Should I open it? Should I knock? Do I need to mentally pep talk myself?
The door swung open and I jumped two feet in the air.
There was a woman with long brown hair, that looked young, in her twenties at least, and had these really bright brown eyes-kind of like mine-came out and smiled at me. "Moira, right? I just saw you come up on my computer. Come on in and take a seat."
I nodded, and came into the room.
I felt like a spot light was on me. Twenty pairs of eyes were on me. I had been in a grocery store a billion times, and been around people, but I hear that High school is like that times a thousand, and they weren't lying at all. I felt like I should have been giving a speech rather than making my way to a seat.
God, why me?
I heard someone gasp behind me and I turned around to see a girl with straight blond hair and bright blue eyes staring at me. She was wide-eyed and looked to be in shock.
"Is there a problem, Ms. Dubratt?" The teacher asked the girl behind me.
She put a hand up to her head and shook it. "No, I'm fine."

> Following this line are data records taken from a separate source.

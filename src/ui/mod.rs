//! UI module for Trivialist
//!
//! This module handles all user interface components, rendering, and user interactions.

pub mod app_component;
pub mod components;
pub mod core;
pub mod layout;
pub mod renderer;

pub use app_component::AppComponent;
pub use layout::LayoutManager;
pub use renderer::run_app;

The teacher looked worried. "Are you sure? Do you need to see the nurse?"
"I'm fine." She stressed.
She automatically dropped it and started talking about rules and regulations of her classroom. After she was finished with that, she handed out textbooks.
I looked at her weirdly as she was handing it out and she saw. "What is it?" She asked me.

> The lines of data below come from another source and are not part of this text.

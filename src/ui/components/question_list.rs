//! Question list view for the Trivialist application.
//!
//! Owns the search bar and the question cards, and tracks the fetch state of
//! the list. Every fetch it issues is tagged with a sequence number so that
//! responses arriving out of order cannot overwrite a newer result.

use crate::constants::{ALERT_DELETE_QUESTION, ALERT_LOAD_QUESTIONS, DEFAULT_PAGE_SIZE};
use crate::icons::IconService;
use crate::trivia::{page_count, QuestionId, QuestionPage, QuestionQuery};
use crate::ui::components::category_directory::CategoryDirectory;
use crate::ui::components::question_card::QuestionCard;
use crate::ui::components::search_bar::SearchBar;
use crate::ui::core::{Action, Component, RequestSeq};
use std::collections::BTreeMap;
use crossterm::event::{KeyCode, KeyEvent};
use ratatui::{
    layout::{Constraint, Direction, Layout, Rect},
    style::{Color, Modifier, Style},
    widgets::{Block, Borders, List, ListItem, ListState},
    Frame,
};

#[derive(Debug, Clone, Copy, PartialEq, Eq, Default)]
pub enum FetchState {
    #[default]
    Idle,
    Loading,
    Loaded,
    Error,
}

pub struct QuestionListView {
    pub search_bar: SearchBar,
    cards: Vec<QuestionCard>,
    total_count: usize,
    state: FetchState,
    selected_index: usize,
    list_state: ListState,
    pub categories: CategoryDirectory,
    pub icons: IconService,
    last_issued_seq: RequestSeq,
    last_applied_seq: RequestSeq,
    current_query: QuestionQuery,
    // Query behind the questions on screen; paging moves from here
    shown_query: QuestionQuery,
    in_flight: BTreeMap<RequestSeq, QuestionQuery>,
    page_size: usize,
}

impl Default for QuestionListView {
    fn default() -> Self {
        Self::new()
    }
}

impl QuestionListView {
    pub fn new() -> Self {
        Self {
            search_bar: SearchBar::new(),
            cards: Vec::new(),
            total_count: 0,
            state: FetchState::Idle,
            selected_index: 0,
            list_state: ListState::default(),
            categories: CategoryDirectory::new(),
            icons: IconService::default(),
            last_issued_seq: 0,
            last_applied_seq: 0,
            current_query: QuestionQuery::default(),
            shown_query: QuestionQuery::default(),
            in_flight: BTreeMap::new(),
            page_size: DEFAULT_PAGE_SIZE,
        }
    }

    pub fn update_categories(&mut self, categories: CategoryDirectory) {
        self.categories = categories;
    }

    pub fn set_icons(&mut self, icons: IconService) {
        self.search_bar.icons = icons.clone();
        self.icons = icons;
    }

    pub fn state(&self) -> FetchState {
        self.state
    }

    pub fn cards(&self) -> &[QuestionCard] {
        &self.cards
    }

    pub fn question_ids(&self) -> Vec<QuestionId> {
        self.cards.iter().map(QuestionCard::id).collect()
    }

    pub fn total_count(&self) -> usize {
        self.total_count
    }

    pub fn selected_index(&self) -> usize {
        self.selected_index
    }

    pub fn current_query(&self) -> &QuestionQuery {
        &self.current_query
    }

    pub fn set_page_size(&mut self, page_size: usize) {
        self.page_size = page_size.max(1);
    }

    /// Page of the search on screen, `None` while browsing a category
    pub fn current_page(&self) -> Option<u32> {
        self.shown_query.page()
    }

    /// Pages available for the current search at the last known total
    pub fn page_count(&self) -> u32 {
        page_count(self.total_count, self.page_size)
    }

    /// Fetch the following page of the current search, if there is one
    pub fn next_page(&mut self) -> Action {
        match self.current_page() {
            Some(page) if page < self.page_count() => self.fetch_page(page + 1),
            _ => Action::None,
        }
    }

    /// Fetch the preceding page of the current search, if there is one
    pub fn previous_page(&mut self) -> Action {
        match self.current_page() {
            Some(page) if page > 1 => self.fetch_page(page - 1),
            _ => Action::None,
        }
    }

    fn fetch_page(&mut self, page: u32) -> Action {
        match self.shown_query.with_page(page) {
            Some(query) => self.issue_fetch(query),
            None => Action::None,
        }
    }

    pub fn last_issued_seq(&self) -> RequestSeq {
        self.last_issued_seq
    }

    pub fn is_search_focused(&self) -> bool {
        self.search_bar.is_focused()
    }

    /// The unfiltered fetch issued when the app starts
    pub fn initial_fetch(&mut self) -> Action {
        self.issue_fetch(QuestionQuery::default())
    }

    /// Tag a new fetch and move to Loading. The returned action carries the
    /// request for the owner to run.
    pub fn issue_fetch(&mut self, query: QuestionQuery) -> Action {
        self.last_issued_seq += 1;
        self.state = FetchState::Loading;
        self.current_query = query.clone();
        self.in_flight.insert(self.last_issued_seq, query.clone());
        Action::FetchQuestions {
            seq: self.last_issued_seq,
            query,
        }
    }

    /// Apply a successful fetch unless a newer response was already applied
    pub fn apply_loaded(&mut self, seq: RequestSeq, page: QuestionPage) -> Action {
        let query = self.in_flight.remove(&seq);
        if seq < self.last_applied_seq {
            log::debug!(
                "Discarding stale question page #{} (already showing #{})",
                seq,
                self.last_applied_seq
            );
            return Action::None;
        }

        self.last_applied_seq = seq;
        if let Some(query) = query {
            self.shown_query = query;
        }
        self.cards = page.questions.into_iter().map(QuestionCard::new).collect();
        self.total_count = page.total_questions;
        // Later requests are still in flight
        self.state = if seq >= self.last_issued_seq {
            FetchState::Loaded
        } else {
            FetchState::Loading
        };
        self.selected_index = 0;
        self.update_list_state();
        Action::None
    }

    /// Keep the current questions and raise an alert, unless the failed
    /// request was already superseded by an applied response.
    pub fn apply_failed(&mut self, seq: RequestSeq, error: &str) -> Action {
        self.in_flight.remove(&seq);
        if seq < self.last_applied_seq {
            log::debug!("Ignoring failure of stale question fetch #{}: {}", seq, error);
            return Action::None;
        }

        log::warn!("Question fetch #{} failed: {}", seq, error);
        if seq >= self.last_issued_seq {
            self.state = FetchState::Error;
        }
        Action::ShowAlert(ALERT_LOAD_QUESTIONS.to_string())
    }

    /// Drop the card with `id`. Returns whether anything was removed; the
    /// total only shrinks when a card actually went away.
    pub fn remove_question(&mut self, id: QuestionId) -> bool {
        let Some(position) = self.cards.iter().position(|card| card.id() == id) else {
            return false;
        };

        self.cards.remove(position);
        self.total_count = self.total_count.saturating_sub(1);
        self.update_list_state();
        true
    }

    pub fn select_next(&mut self) {
        if !self.cards.is_empty() {
            self.selected_index = (self.selected_index + 1) % self.cards.len();
            self.update_list_state();
        }
    }

    pub fn select_previous(&mut self) {
        if !self.cards.is_empty() {
            self.selected_index = if self.selected_index == 0 {
                self.cards.len() - 1
            } else {
                self.selected_index - 1
            };
            self.update_list_state();
        }
    }

    fn update_list_state(&mut self) {
        if self.cards.is_empty() {
            self.selected_index = 0;
            self.list_state.select(None);
        } else {
            if self.selected_index >= self.cards.len() {
                self.selected_index = self.cards.len() - 1;
            }
            self.list_state.select(Some(self.selected_index));
        }
    }

    fn title(&self) -> String {
        let status = match self.state {
            FetchState::Loading => format!(" {}", self.icons.loading()),
            FetchState::Error => format!(" {}", self.icons.error()),
            FetchState::Idle | FetchState::Loaded => String::new(),
        };
        let label = match self.current_page() {
            Some(page) if self.page_count() > 1 => {
                format!("{}, page {}/{}", self.shown_query.subject(), page, self.page_count())
            }
            _ => self.current_query.describe(),
        };
        format!(
            " {} Questions ({}) - {}{} ",
            self.icons.questions_title(),
            self.total_count,
            label,
            status
        )
    }
}

impl Component for QuestionListView {
    fn handle_key_events(&mut self, key: KeyEvent) -> Action {
        if self.search_bar.is_focused() {
            return self.search_bar.handle_key_events(key);
        }

        match key.code {
            KeyCode::Char('/') => {
                self.search_bar.on_focus();
                Action::None
            }
            KeyCode::Down | KeyCode::Char('j') => {
                self.select_next();
                Action::None
            }
            KeyCode::Up | KeyCode::Char('k') => {
                self.select_previous();
                Action::None
            }
            KeyCode::Enter | KeyCode::Char(' ') | KeyCode::Char('d') | KeyCode::Delete => {
                match self.cards.get_mut(self.selected_index) {
                    Some(card) => card.handle_key(key),
                    None => Action::None,
                }
            }
            KeyCode::Char('n') | KeyCode::PageDown => self.next_page(),
            KeyCode::Char('p') | KeyCode::PageUp => self.previous_page(),
            KeyCode::Char('G') => Action::ShowLogs(true),
            _ => Action::None,
        }
    }

    fn update(&mut self, action: Action) -> Action {
        match action {
            Action::SearchQuestions(query) => self.issue_fetch(QuestionQuery::search(query)),
            Action::SelectCategory(selection) => {
                self.search_bar.set_query("");
                match selection {
                    Some(id) => self.issue_fetch(QuestionQuery::Category(id)),
                    None => self.issue_fetch(QuestionQuery::default()),
                }
            }
            Action::QuestionsLoaded { seq, page } => self.apply_loaded(seq, page),
            Action::QuestionsFailed { seq, error } => self.apply_failed(seq, &error),
            Action::QuestionDeleted(id) => {
                if !self.remove_question(id) {
                    log::debug!("Deleted question {} was no longer listed", id);
                }
                Action::None
            }
            Action::DeleteFailed { id, error } => {
                log::warn!("Delete of question {} failed: {}", id, error);
                Action::ShowAlert(ALERT_DELETE_QUESTION.to_string())
            }
            _ => action,
        }
    }

    fn render(&mut self, f: &mut Frame, rect: Rect) {
        let chunks = Layout::default()
            .direction(Direction::Vertical)
            .constraints([Constraint::Length(3), Constraint::Min(0)])
            .split(rect);

        self.search_bar.render(f, chunks[0]);

        let block = Block::default().borders(Borders::ALL).title(self.title());

        if self.cards.is_empty() {
            let empty_message = match self.state {
                FetchState::Idle | FetchState::Loading => "Loading questions...",
                FetchState::Error => "Questions could not be loaded.",
                FetchState::Loaded => "No questions found. Press 'a' to add one.",
            };
            let empty_list = List::new(vec![ListItem::new(empty_message)]).block(block);
            f.render_widget(empty_list, chunks[1]);
            return;
        }

        let items: Vec<ListItem> = self
            .cards
            .iter()
            .enumerate()
            .map(|(index, card)| card.to_list_item(index == self.selected_index, &self.categories, &self.icons))
            .collect();

        let list = List::new(items)
            .block(block)
            .highlight_style(Style::default().bg(Color::DarkGray).add_modifier(Modifier::BOLD));

        f.render_stateful_widget(list, chunks[1], &mut self.list_state);
    }
}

I shook my head. "Nothing... just expected the textbook to be bigger."
She laughed. "Are you used to bigger textbooks?"
By this point, the whole class was listening in. I wanted to tell her the truth, I really did. Her brown eyes were so warm and gentle, and I felt bad for lying to her.
"Oh. No. I... just figured that since I was a year older, I would get a bigger textbook. The moving up in the world kind of thing." Shut up, Moira. Shut up.
The kids turned their head back to their desk, and I tried to hide some of my shame behind my hair. I'm such an idiot. Such an idiot...
I saw the same girl, with the blond hair and the blue eyes, raise her hand in the back.
"Yes, Estle?"
"I need to go to the bathroom." She announced.
"Make it quick."
She practically jumped out of the seat and ran for the door. Something inside me told me that she didn't just have to go to the washroom.
Why am I so paranoid? Why couldn't I be like... him. I spotted him with the strawberry blond hair, and constant smile that always seemed to be on his face. He had these really pretty gray eyes. Why couldn't I be like him? He seemed to have everything going for him. He seemed smart, gorgeous and talented. Why do I need to be so weird?
I sighed quite audibly, but it seemed like everyone around me was doing the same so I didn't really stand out.
I kind of dazed out the rest of class, something I don't really do often. I'm usually in complete control of what I learn and listen to, but it's like... I just didn't care anymore. In my eyes, my life was already over.
And not in good way.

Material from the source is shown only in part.